En plein milieu de la nuit

Les dix signataires de l’accord ne comprenaient pas les communistes ni les organisations qui avaient soutenu la révolte lancée à la mi-octobre par les lycéens et soutenue par des millions de Chiliens et Chiliennes qui sont descendus dans la rue, surprenant un pays habitué à l’ordre et réticent à occuper les grandes avenues.

Chacun des dix signataires représentait un parti. Sauf un, qui l’a fait à titre individuel: Gabriel Boric, membre de Convergencia Social, qui fait partie du Frente Amplio. Il n’a consulté personne, pas même ses proches.

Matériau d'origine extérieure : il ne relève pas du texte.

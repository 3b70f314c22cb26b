//! Platform Fee Model

use serde::{Deserialize, Serialize};
use validator::Validate;

/// Split of an invoice total between the business and the platform
///
/// `platform_fee + business_amount == invoice_total` to the cent.
#[derive(Debug, Clone, PartialEq, Serialize, Deserialize)]
pub struct FeeSplit {
    pub invoice_total: f64,
    pub platform_fee_percentage: f64,
    pub platform_fee: f64,
    pub business_amount: f64,
}

/// Fee split request. The percentage defaults to the business setting.
#[derive(Debug, Clone, Serialize, Deserialize, Validate)]
pub struct FeeSplitRequest {
    #[validate(
        range(min = 0.0, max = 1_000_000_000_000.0, message = "must be between 0 and 1e12"),
        custom(function = "crate::models::validate_finite")
    )]
    pub invoice_total: f64,
    #[serde(default)]
    #[validate(range(min = 0.0, max = 100.0, message = "must be between 0 and 100"))]
    pub platform_fee_percentage: Option<f64>,
}
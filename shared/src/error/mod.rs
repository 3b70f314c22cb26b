//! Unified error system for the renovation engine
//!
//! - [`ErrorCode`]: Standardized error codes for all error types
//! - [`ErrorCategory`]: Classification of errors by domain
//! - [`AppError`]: Rich error type with codes, messages, and details
//! - [`ApiResponse`]: Unified API response format
//!
//! # Error Code Ranges
//!
//! - 0xxx: General errors
//! - 1xxx: Request context errors
//! - 4xxx: Task and estimate errors
//! - 5xxx: Payment and donation errors
//! - 8xxx: Team and onboarding errors
//! - 9xxx: System errors
//!
//! # Example
//!
//! ```
//! use shared::error::{AppError, ErrorCode, ApiResponse};
//!
//! let err = AppError::with_message(ErrorCode::ZeroEarnings, "Earnings must be positive")
//!     .with_detail("field", "earnings");
//!
//! let response = ApiResponse::<()>::error(&err);
//! assert_eq!(response.code, Some(5002));
//! ```

mod category;
mod codes;
mod http;
mod types;

pub use category::ErrorCategory;
pub use codes::{ErrorCode, InvalidErrorCode};
pub use types::{ApiResponse, AppError, AppResult};
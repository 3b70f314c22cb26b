use dashmap::DashMap;
use shared::models::{BusinessSettings, BusinessSettingsUpdate};

use crate::core::Config;

/// Per-business settings, falling back to the configured defaults
#[derive(Debug)]
pub struct SettingsRegistry {
    defaults: BusinessSettings,
    overrides: DashMap<String, BusinessSettings>,
}

impl SettingsRegistry {
    pub fn new(defaults: BusinessSettings) -> Self {
        Self {
            defaults,
            overrides: DashMap::new(),
        }
    }

    pub fn from_config(config: &Config) -> Self {
        Self::new(BusinessSettings {
            platform_fee_percentage: config.platform_fee_percentage,
            tax_bracket_rate: config.tax_bracket_rate,
            donation_presets: config.donation_presets.clone(),
        })
    }

    pub fn defaults(&self) -> &BusinessSettings {
        &self.defaults
    }

    pub fn get(&self, business_id: &str) -> BusinessSettings {
        self.overrides
            .get(business_id)
            .map(|s| s.value().clone())
            .unwrap_or_else(|| self.defaults.clone())
    }

    /// Apply a validated partial update and return the new settings
    pub fn update(&self, business_id: &str, update: BusinessSettingsUpdate) -> BusinessSettings {
        let mut entry = self
            .overrides
            .entry(business_id.to_string())
            .or_insert_with(|| self.defaults.clone());

        if let Some(pct) = update.platform_fee_percentage {
            entry.platform_fee_percentage = pct;
        }
        if let Some(rate) = update.tax_bracket_rate {
            entry.tax_bracket_rate = rate;
        }
        if let Some(presets) = update.donation_presets {
            entry.donation_presets = presets;
        }

        tracing::info!(business_id = %business_id, settings = ?*entry, "Business settings updated");
        entry.value().clone()
    }
}

#[cfg(test)]
mod tests {
    use super::*;

    fn registry() -> SettingsRegistry {
        SettingsRegistry::new(BusinessSettings {
            platform_fee_percentage: 5.0,
            tax_bracket_rate: 0.24,
            donation_presets: vec![5.0, 10.0],
        })
    }

    #[test]
    fn test_unknown_business_gets_defaults() {
        let registry = registry();
        assert_eq!(registry.get("biz-1"), *registry.defaults());
    }

    #[test]
    fn test_partial_update_is_scoped_to_business() {
        let registry = registry();
        let updated = registry.update(
            "biz-1",
            BusinessSettingsUpdate {
                platform_fee_percentage: Some(3.0),
                ..Default::default()
            },
        );
        assert_eq!(updated.platform_fee_percentage, 3.0);
        assert_eq!(updated.tax_bracket_rate, 0.24);
        assert_eq!(registry.get("biz-1").platform_fee_percentage, 3.0);
        assert_eq!(registry.get("biz-2").platform_fee_percentage, 5.0);
    }
}
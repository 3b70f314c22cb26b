//! Donation API Handlers
//!
//! The calculator does not clamp, so the range rules live here: a preset
//! must be one the business offers, and a donation may not exceed the
//! earnings it comes from.

use axum::extract::State;
use shared::error::{ApiResponse, AppError, AppResult, ErrorCode};
use shared::models::{BusinessSettings, DonationQuote, DonationRequest, DonationSelection};

use crate::allocation::donation;
use crate::context::BusinessContext;
use crate::core::ServerState;
use crate::money::to_decimal;
use crate::utils::ValidatedJson;

/// POST /api/donations/quote
pub async fn quote(
    State(state): State<ServerState>,
    ctx: BusinessContext,
    ValidatedJson(req): ValidatedJson<DonationRequest>,
) -> AppResult<ApiResponse<DonationQuote>> {
    let settings = state.settings.get(&ctx.business_id);
    check_selection(&req, &settings)?;

    let bracket_rate = req.bracket_rate.unwrap_or(settings.tax_bracket_rate);
    let quote = donation::quote(req.earnings, &req.selection, bracket_rate)?;

    tracing::info!(
        business_id = %ctx.business_id,
        earnings = req.earnings,
        amount = quote.choice.amount,
        percentage = quote.choice.percentage,
        "Donation quoted"
    );
    Ok(ApiResponse::success(quote))
}

fn check_selection(req: &DonationRequest, settings: &BusinessSettings) -> AppResult<()> {
    match req.selection {
        DonationSelection::Preset { percentage } => {
            let wanted = to_decimal(percentage)?;
            let offered = settings
                .donation_presets
                .iter()
                .filter_map(|p| to_decimal(*p).ok())
                .any(|p| p == wanted);
            if !offered {
                return Err(AppError::new(ErrorCode::InvalidDonationPreset)
                    .with_detail("percentage", percentage)
                    .with_detail("presets", settings.donation_presets.clone()));
            }
        }
        DonationSelection::CustomPercentage { percentage } => {
            if !percentage.is_finite() || percentage < 0.0 {
                return Err(negative("percentage", percentage));
            }
            if percentage > 100.0 {
                return Err(exceeds_earnings(req.earnings).with_detail("percentage", percentage));
            }
        }
        DonationSelection::CustomAmount { amount } => {
            if !amount.is_finite() || amount < 0.0 {
                return Err(negative("amount", amount));
            }
            if to_decimal(amount)? > to_decimal(req.earnings)? {
                return Err(exceeds_earnings(req.earnings).with_detail("amount", amount));
            }
        }
    }
    Ok(())
}

fn negative(field: &str, value: f64) -> AppError {
    AppError::with_message(
        ErrorCode::ValueOutOfRange,
        format!("Donation {} must be a non-negative number", field),
    )
    .with_detail(field, value)
}

fn exceeds_earnings(earnings: f64) -> AppError {
    AppError::new(ErrorCode::DonationExceedsEarnings).with_detail("earnings", earnings)
}
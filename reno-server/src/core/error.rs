use thiserror::Error;

/// Errors raised while bootstrapping or running the server
///
/// Request handling uses [`shared::AppError`]; this type covers the
/// process itself.
#[derive(Error, Debug)]
pub enum ServerError {
    #[error("configuration error: {0}")]
    Config(String),

    #[error("failed to bind {addr}: {source}")]
    Bind {
        addr: std::net::SocketAddr,
        #[source]
        source: std::io::Error,
    },

    #[error("internal server error")]
    Internal(#[from] anyhow::Error),
}

pub type Result<T> = std::result::Result<T, ServerError>;
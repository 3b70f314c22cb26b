use shared::error::{AppError, ErrorCode};
use shared::models::{OnboardingSnapshot, OnboardingStep, StepStatus, WorkflowStatus};
use shared::util::now_millis;
use std::collections::HashSet;
use thiserror::Error;

/// Steps used when the caller does not provide its own list
pub const DEFAULT_STEPS: [&str; 5] = [
    "profile",
    "workspace_account",
    "org_email",
    "permissions",
    "welcome",
];

#[derive(Debug, Clone, PartialEq, Error)]
pub enum OnboardingError {
    #[error("invalid step list: {0}")]
    InvalidSteps(String),

    #[error("step '{0}' is already in progress")]
    StepInProgress(String),

    #[error("no step is in progress")]
    NoStepInProgress,

    #[error("all steps are completed")]
    AlreadyCompleted,

    #[error("onboarding halted: step '{0}' failed")]
    Halted(String),
}

impl From<OnboardingError> for AppError {
    fn from(err: OnboardingError) -> Self {
        let code = match &err {
            OnboardingError::InvalidSteps(_) => ErrorCode::OnboardingInvalidSteps,
            OnboardingError::StepInProgress(_) => ErrorCode::OnboardingStepInProgress,
            OnboardingError::NoStepInProgress => ErrorCode::OnboardingNoStepInProgress,
            OnboardingError::AlreadyCompleted => ErrorCode::OnboardingCompleted,
            OnboardingError::Halted(_) => ErrorCode::OnboardingFailed,
        };
        AppError::with_message(code, err.to_string())
    }
}

/// Onboarding progress of one team member
#[derive(Debug, Clone)]
pub struct OnboardingWorkflow {
    id: String,
    business_id: String,
    member_id: String,
    steps: Vec<OnboardingStep>,
    created_at: i64,
    updated_at: i64,
}

impl OnboardingWorkflow {
    /// Create a workflow with every step pending.
    ///
    /// Step names must be non-empty and unique.
    pub fn new(
        business_id: impl Into<String>,
        member_id: impl Into<String>,
        step_names: Vec<String>,
    ) -> Result<Self, OnboardingError> {
        if step_names.is_empty() {
            return Err(OnboardingError::InvalidSteps("no steps".to_string()));
        }
        let mut seen = HashSet::new();
        for name in &step_names {
            let name = name.trim();
            if name.is_empty() {
                return Err(OnboardingError::InvalidSteps("empty step name".to_string()));
            }
            if !seen.insert(name) {
                return Err(OnboardingError::InvalidSteps(format!(
                    "duplicate step '{}'",
                    name
                )));
            }
        }

        let steps = step_names
            .iter()
            .map(|n| OnboardingStep::pending(n.trim()))
            .collect();
        Ok(Self::build(business_id.into(), member_id.into(), steps))
    }

    pub fn with_default_steps(
        business_id: impl Into<String>,
        member_id: impl Into<String>,
    ) -> Self {
        let steps = DEFAULT_STEPS.iter().map(|s| OnboardingStep::pending(*s)).collect();
        Self::build(business_id.into(), member_id.into(), steps)
    }

    fn build(business_id: String, member_id: String, steps: Vec<OnboardingStep>) -> Self {
        let now = now_millis();
        Self {
            id: uuid::Uuid::new_v4().to_string(),
            business_id,
            member_id,
            steps,
            created_at: now,
            updated_at: now,
        }
    }

    pub fn id(&self) -> &str {
        &self.id
    }

    pub fn business_id(&self) -> &str {
        &self.business_id
    }

    pub fn member_id(&self) -> &str {
        &self.member_id
    }

    pub fn steps(&self) -> &[OnboardingStep] {
        &self.steps
    }

    /// Index of the step in progress
    pub fn current_step(&self) -> Option<usize> {
        self.steps
            .iter()
            .position(|s| s.status == StepStatus::InProgress)
    }

    pub fn status(&self) -> WorkflowStatus {
        if self.steps.iter().any(|s| s.status == StepStatus::Failed) {
            WorkflowStatus::Failed
        } else if self.steps.iter().all(|s| s.status == StepStatus::Completed) {
            WorkflowStatus::Completed
        } else if self.steps.iter().all(|s| s.status == StepStatus::Pending) {
            WorkflowStatus::NotStarted
        } else {
            WorkflowStatus::InProgress
        }
    }

    /// Completed or failed: nothing can change any more
    pub fn is_terminal(&self) -> bool {
        matches!(
            self.status(),
            WorkflowStatus::Completed | WorkflowStatus::Failed
        )
    }

    /// Unix millis of the last step change
    pub fn updated_at(&self) -> i64 {
        self.updated_at
    }

    fn ensure_not_halted(&self) -> Result<(), OnboardingError> {
        match self.steps.iter().find(|s| s.status == StepStatus::Failed) {
            Some(failed) => Err(OnboardingError::Halted(failed.name.clone())),
            None => Ok(()),
        }
    }

    /// Put the first pending step in progress
    pub fn start_next(&mut self) -> Result<&OnboardingStep, OnboardingError> {
        self.ensure_not_halted()?;
        if let Some(idx) = self.current_step() {
            return Err(OnboardingError::StepInProgress(self.steps[idx].name.clone()));
        }

        let idx = self
            .steps
            .iter()
            .position(|s| s.status == StepStatus::Pending)
            .ok_or(OnboardingError::AlreadyCompleted)?;

        let now = now_millis();
        let step = &mut self.steps[idx];
        step.status = StepStatus::InProgress;
        step.started_at = Some(now);
        self.updated_at = now;

        tracing::info!(
            workflow_id = %self.id,
            member_id = %self.member_id,
            step = %self.steps[idx].name,
            "Onboarding step started"
        );
        Ok(&self.steps[idx])
    }

    /// Complete the step in progress
    pub fn complete_current(&mut self) -> Result<&OnboardingStep, OnboardingError> {
        self.finish_current(StepStatus::Completed, None)
    }

    /// Fail the step in progress; the workflow halts
    pub fn fail_current(
        &mut self,
        reason: impl Into<String>,
    ) -> Result<&OnboardingStep, OnboardingError> {
        self.finish_current(StepStatus::Failed, Some(reason.into()))
    }

    fn finish_current(
        &mut self,
        outcome: StepStatus,
        reason: Option<String>,
    ) -> Result<&OnboardingStep, OnboardingError> {
        self.ensure_not_halted()?;
        let idx = match self.current_step() {
            Some(idx) => idx,
            None if self.status() == WorkflowStatus::Completed => {
                return Err(OnboardingError::AlreadyCompleted);
            }
            None => return Err(OnboardingError::NoStepInProgress),
        };

        let now = now_millis();
        let step = &mut self.steps[idx];
        step.status = outcome;
        step.finished_at = Some(now);
        step.failure_reason = reason;
        self.updated_at = now;

        match outcome {
            StepStatus::Failed => tracing::warn!(
                workflow_id = %self.id,
                step = %self.steps[idx].name,
                reason = ?self.steps[idx].failure_reason,
                "Onboarding step failed"
            ),
            _ => tracing::info!(
                workflow_id = %self.id,
                step = %self.steps[idx].name,
                "Onboarding step completed"
            ),
        }
        Ok(&self.steps[idx])
    }

    pub fn snapshot(&self) -> OnboardingSnapshot {
        OnboardingSnapshot {
            id: self.id.clone(),
            business_id: self.business_id.clone(),
            member_id: self.member_id.clone(),
            status: self.status(),
            current_step: self.current_step(),
            steps: self.steps.clone(),
            created_at: self.created_at,
            updated_at: self.updated_at,
        }
    }
}
//! Estimate Model

use serde::{Deserialize, Serialize};
use validator::Validate;

use super::team::{PayType, TeamAssignment};

/// Inputs of the estimate summary panel
#[derive(Debug, Clone, Serialize, Deserialize, Validate)]
pub struct EstimateRequest {
    #[serde(default)]
    #[validate(nested)]
    pub assignments: Vec<TeamAssignment>,
    #[serde(default)]
    #[validate(
        range(min = 0.0, max = 1_000_000_000_000.0, message = "must be between 0 and 1e12"),
        custom(function = "crate::models::validate_finite")
    )]
    pub materials: f64,
    #[serde(default)]
    #[validate(
        range(min = 0.0, max = 1_000_000_000_000.0, message = "must be between 0 and 1e12"),
        custom(function = "crate::models::validate_finite")
    )]
    pub equipment: f64,
    #[serde(default)]
    #[validate(
        range(min = 0.0, max = 1_000_000_000_000.0, message = "must be between 0 and 1e12"),
        custom(function = "crate::models::validate_finite")
    )]
    pub permits: f64,
    /// Slider bounded to [0, 20] in the builder
    #[serde(default)]
    #[validate(range(min = 0.0, max = 20.0, message = "must be between 0 and 20"))]
    pub contingency_percentage: f64,
}

/// Labor cost of one assignment
#[derive(Debug, Clone, PartialEq, Serialize, Deserialize)]
pub struct LaborLine {
    pub member_id: String,
    pub pay_type: PayType,
    pub amount: f64,
}

/// Estimate totals
#[derive(Debug, Clone, PartialEq, Serialize, Deserialize)]
pub struct EstimateBreakdown {
    pub labor_lines: Vec<LaborLine>,
    pub labor: f64,
    pub materials: f64,
    pub equipment: f64,
    pub permits: f64,
    pub subtotal: f64,
    pub contingency_percentage: f64,
    pub contingency_amount: f64,
    pub total: f64,
}
//! Business settings routes
//!
//! | Path | Method | Operation |
//! |------|--------|-----------|
//! | /api/settings | GET | settings of the calling business |
//! | /api/settings | PUT | partial update |

mod handler;

use axum::{Router, routing::get};

use crate::core::ServerState;

pub fn router() -> Router<ServerState> {
    Router::new().route("/api/settings", get(handler::get).put(handler::update))
}
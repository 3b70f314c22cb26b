//! Platform fee split
//!
//! The fee is rounded to cents and the business gets the exact rest, so
//! the two parts always add back up to the invoice total. The
//! percentage comes from business settings and is not range-checked here.

use shared::models::FeeSplit;

use super::AllocationError;
use crate::money::{percent_of, round_money, to_decimal, to_f64};

/// Fee percentage used when a business has not configured one
pub const DEFAULT_PLATFORM_FEE_PERCENTAGE: f64 = 5.0;

pub fn split(invoice_total: f64, fee_percentage: f64) -> Result<FeeSplit, AllocationError> {
    let total = round_money(to_decimal(invoice_total)?);
    let platform_fee = round_money(percent_of(total, to_decimal(fee_percentage)?)?);
    let business_amount = total - platform_fee;

    Ok(FeeSplit {
        invoice_total: to_f64(total),
        platform_fee_percentage: fee_percentage,
        platform_fee: to_f64(platform_fee),
        business_amount: to_f64(business_amount),
    })
}
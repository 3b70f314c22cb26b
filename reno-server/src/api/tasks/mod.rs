//! Task cost split routes
//!
//! | Path | Method | Operation |
//! |------|--------|-----------|
//! | /api/tasks/cost-split | POST | per-member cost and settlement shares |
//! | /api/tasks/assign | POST | add a member, return the new split |
//! | /api/tasks/unassign | POST | remove a member, return the new split |

mod handler;

use axum::{Router, routing::post};

use crate::core::ServerState;

pub fn router() -> Router<ServerState> {
    Router::new().nest("/api/tasks", routes())
}

fn routes() -> Router<ServerState> {
    Router::new()
        .route("/cost-split", post(handler::cost_split))
        .route("/assign", post(handler::assign))
        .route("/unassign", post(handler::unassign))
}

Il a déclaré qu’un «bon accord» avait été trouvé, possible «grâce à la mobilisation sociale». (CNN, 15 novembre 2019).

Son attitude a suscité une crise profonde à gauche: des centaines de militants ont démissionné de Convergencia Social, parmi lesquels le maire de Valparaíso, Jorge Sharp, le vice-président de son parti, Cristián Cuevas Zambrano, et le mouvement Izquierda Libertaria s’est retiré du Frente Amplio.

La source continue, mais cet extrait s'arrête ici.